§ Your objective:
Instruction for the entries that follow: retype exactly the lines from the line with "pub const TURN_STEP_DEGREES: i32 = 3;" to the line with "use thiserror::Error;", both included, and omit all others.

§ Supplied records:
◆ ◆ ◆

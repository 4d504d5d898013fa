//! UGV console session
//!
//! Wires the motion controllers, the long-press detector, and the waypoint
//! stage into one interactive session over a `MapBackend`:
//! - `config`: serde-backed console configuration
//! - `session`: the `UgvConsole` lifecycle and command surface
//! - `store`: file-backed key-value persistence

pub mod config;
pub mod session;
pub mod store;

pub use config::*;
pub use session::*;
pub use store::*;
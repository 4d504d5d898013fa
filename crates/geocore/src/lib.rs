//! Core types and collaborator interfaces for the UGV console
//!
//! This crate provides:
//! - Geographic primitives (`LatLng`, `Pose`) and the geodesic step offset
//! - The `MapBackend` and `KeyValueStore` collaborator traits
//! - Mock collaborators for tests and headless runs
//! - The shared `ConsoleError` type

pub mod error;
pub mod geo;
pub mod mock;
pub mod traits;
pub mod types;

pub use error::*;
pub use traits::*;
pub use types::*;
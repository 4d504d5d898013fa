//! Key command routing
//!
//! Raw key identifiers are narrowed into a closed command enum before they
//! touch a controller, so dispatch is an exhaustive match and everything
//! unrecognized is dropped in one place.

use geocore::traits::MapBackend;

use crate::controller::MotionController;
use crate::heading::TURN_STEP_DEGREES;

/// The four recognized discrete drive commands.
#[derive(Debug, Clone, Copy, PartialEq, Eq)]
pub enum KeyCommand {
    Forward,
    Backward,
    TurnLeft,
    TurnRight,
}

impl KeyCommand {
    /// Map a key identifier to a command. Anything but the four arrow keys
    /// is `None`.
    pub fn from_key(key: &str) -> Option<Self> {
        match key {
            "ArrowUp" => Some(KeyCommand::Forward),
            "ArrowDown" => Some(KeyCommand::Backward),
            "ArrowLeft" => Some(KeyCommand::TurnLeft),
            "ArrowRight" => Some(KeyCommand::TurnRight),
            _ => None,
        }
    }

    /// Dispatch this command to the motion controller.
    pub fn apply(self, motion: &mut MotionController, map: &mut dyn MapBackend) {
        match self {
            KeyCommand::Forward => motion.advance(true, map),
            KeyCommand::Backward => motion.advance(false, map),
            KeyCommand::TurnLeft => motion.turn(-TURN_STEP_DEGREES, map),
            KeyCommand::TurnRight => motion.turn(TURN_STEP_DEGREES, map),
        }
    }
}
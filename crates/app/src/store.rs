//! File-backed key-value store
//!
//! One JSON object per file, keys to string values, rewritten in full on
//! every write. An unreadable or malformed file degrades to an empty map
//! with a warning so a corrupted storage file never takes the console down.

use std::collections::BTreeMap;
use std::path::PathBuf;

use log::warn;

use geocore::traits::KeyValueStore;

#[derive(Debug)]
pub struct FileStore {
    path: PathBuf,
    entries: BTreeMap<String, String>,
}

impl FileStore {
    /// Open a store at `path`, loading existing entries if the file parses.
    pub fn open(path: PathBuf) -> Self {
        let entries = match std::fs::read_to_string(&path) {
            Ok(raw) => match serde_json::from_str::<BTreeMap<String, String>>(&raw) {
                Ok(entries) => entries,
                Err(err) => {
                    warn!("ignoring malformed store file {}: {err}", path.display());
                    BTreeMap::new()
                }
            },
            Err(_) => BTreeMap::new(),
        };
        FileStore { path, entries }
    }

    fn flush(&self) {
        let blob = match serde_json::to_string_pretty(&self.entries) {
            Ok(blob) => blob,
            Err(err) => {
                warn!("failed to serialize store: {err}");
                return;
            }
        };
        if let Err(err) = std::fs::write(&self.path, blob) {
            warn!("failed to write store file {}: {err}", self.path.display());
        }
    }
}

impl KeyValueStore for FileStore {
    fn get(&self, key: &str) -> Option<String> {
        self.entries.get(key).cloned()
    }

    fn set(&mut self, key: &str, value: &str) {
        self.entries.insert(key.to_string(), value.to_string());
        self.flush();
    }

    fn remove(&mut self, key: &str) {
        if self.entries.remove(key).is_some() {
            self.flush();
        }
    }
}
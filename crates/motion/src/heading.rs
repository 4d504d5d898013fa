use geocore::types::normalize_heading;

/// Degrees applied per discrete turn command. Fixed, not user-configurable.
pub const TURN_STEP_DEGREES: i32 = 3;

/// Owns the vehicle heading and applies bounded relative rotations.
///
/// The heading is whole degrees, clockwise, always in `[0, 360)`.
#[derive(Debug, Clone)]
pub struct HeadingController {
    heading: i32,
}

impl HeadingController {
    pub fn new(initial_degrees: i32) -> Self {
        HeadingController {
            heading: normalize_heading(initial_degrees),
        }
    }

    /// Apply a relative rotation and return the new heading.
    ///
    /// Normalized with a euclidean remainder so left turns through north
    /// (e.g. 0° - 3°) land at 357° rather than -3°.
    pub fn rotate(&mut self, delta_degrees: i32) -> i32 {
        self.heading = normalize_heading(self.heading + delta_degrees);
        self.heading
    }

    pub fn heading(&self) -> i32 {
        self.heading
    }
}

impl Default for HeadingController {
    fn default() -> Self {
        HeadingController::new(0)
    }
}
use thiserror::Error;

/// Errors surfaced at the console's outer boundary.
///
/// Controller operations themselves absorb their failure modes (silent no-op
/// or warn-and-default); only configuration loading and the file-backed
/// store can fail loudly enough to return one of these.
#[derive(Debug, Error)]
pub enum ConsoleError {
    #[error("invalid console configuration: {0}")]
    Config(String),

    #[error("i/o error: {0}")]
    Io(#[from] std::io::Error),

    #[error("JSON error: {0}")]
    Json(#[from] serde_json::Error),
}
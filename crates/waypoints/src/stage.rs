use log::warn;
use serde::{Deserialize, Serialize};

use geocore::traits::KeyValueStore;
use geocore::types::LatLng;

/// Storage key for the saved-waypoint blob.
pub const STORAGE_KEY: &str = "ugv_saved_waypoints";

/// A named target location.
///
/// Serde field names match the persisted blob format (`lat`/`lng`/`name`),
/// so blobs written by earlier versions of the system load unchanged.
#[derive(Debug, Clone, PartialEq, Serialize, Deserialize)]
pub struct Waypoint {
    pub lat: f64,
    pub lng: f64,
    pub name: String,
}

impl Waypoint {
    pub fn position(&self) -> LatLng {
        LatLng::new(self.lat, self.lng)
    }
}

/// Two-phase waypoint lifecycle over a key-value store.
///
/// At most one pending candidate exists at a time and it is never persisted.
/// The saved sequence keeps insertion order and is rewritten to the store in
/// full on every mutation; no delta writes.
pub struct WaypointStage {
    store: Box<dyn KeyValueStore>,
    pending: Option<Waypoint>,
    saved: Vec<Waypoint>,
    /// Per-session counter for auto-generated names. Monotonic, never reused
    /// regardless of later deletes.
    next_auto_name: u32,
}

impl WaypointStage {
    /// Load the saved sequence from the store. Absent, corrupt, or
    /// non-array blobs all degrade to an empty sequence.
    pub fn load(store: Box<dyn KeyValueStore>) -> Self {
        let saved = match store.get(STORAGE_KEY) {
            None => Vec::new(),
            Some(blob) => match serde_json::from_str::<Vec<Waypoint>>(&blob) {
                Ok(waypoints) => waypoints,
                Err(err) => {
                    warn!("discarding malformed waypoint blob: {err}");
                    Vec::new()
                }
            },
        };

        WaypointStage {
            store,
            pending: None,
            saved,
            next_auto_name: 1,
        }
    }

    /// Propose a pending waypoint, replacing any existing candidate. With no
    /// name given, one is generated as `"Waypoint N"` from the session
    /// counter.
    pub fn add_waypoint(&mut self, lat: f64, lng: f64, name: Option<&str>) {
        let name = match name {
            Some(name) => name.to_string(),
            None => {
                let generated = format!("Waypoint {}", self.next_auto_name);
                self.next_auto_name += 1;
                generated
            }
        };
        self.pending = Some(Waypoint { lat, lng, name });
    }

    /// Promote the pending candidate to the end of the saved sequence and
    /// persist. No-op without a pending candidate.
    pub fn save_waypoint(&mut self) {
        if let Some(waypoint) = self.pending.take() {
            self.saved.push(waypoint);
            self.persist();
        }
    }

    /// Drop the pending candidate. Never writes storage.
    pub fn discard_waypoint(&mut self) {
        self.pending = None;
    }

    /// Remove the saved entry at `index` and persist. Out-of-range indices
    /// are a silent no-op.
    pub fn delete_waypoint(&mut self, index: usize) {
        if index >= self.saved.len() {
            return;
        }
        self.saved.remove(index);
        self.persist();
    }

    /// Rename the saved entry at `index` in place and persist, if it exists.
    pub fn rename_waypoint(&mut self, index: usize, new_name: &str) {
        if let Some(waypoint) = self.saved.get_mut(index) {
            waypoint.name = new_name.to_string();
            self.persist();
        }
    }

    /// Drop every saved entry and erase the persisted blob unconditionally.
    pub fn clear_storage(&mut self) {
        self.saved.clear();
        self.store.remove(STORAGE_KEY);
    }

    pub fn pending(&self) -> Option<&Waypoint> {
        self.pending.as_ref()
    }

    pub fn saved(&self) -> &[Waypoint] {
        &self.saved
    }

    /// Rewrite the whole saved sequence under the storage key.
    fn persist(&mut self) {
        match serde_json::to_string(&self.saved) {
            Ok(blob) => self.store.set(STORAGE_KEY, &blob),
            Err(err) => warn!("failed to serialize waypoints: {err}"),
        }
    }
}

◆ ◆ ◆

§ Solution to this problem:
pub const TURN_STEP_DEGREES: i32 = 3;

/// Owns the vehicle heading and applies bounded relative rotations.
///
/// The heading is whole degrees, clockwise, always in `[0, 360)`.
#[derive(Debug, Clone)]
pub struct HeadingController {
    heading: i32,
}

impl HeadingController {
    pub fn new(initial_degrees: i32) -> Self {
        HeadingController {
            heading: normalize_heading(initial_degrees),
        }
    }

    /// Apply a relative rotation and return the new heading.
    ///
    /// Normalized with a euclidean remainder so left turns through north
    /// (e.g. 0° - 3°) land at 357° rather than -3°.
    pub fn rotate(&mut self, delta_degrees: i32) -> i32 {
        self.heading = normalize_heading(self.heading + delta_degrees);
        self.heading
    }

    pub fn heading(&self) -> i32 {
        self.heading
    }
}

impl Default for HeadingController {
    fn default() -> Self {
        HeadingController::new(0)
    }
}
use thiserror::Error;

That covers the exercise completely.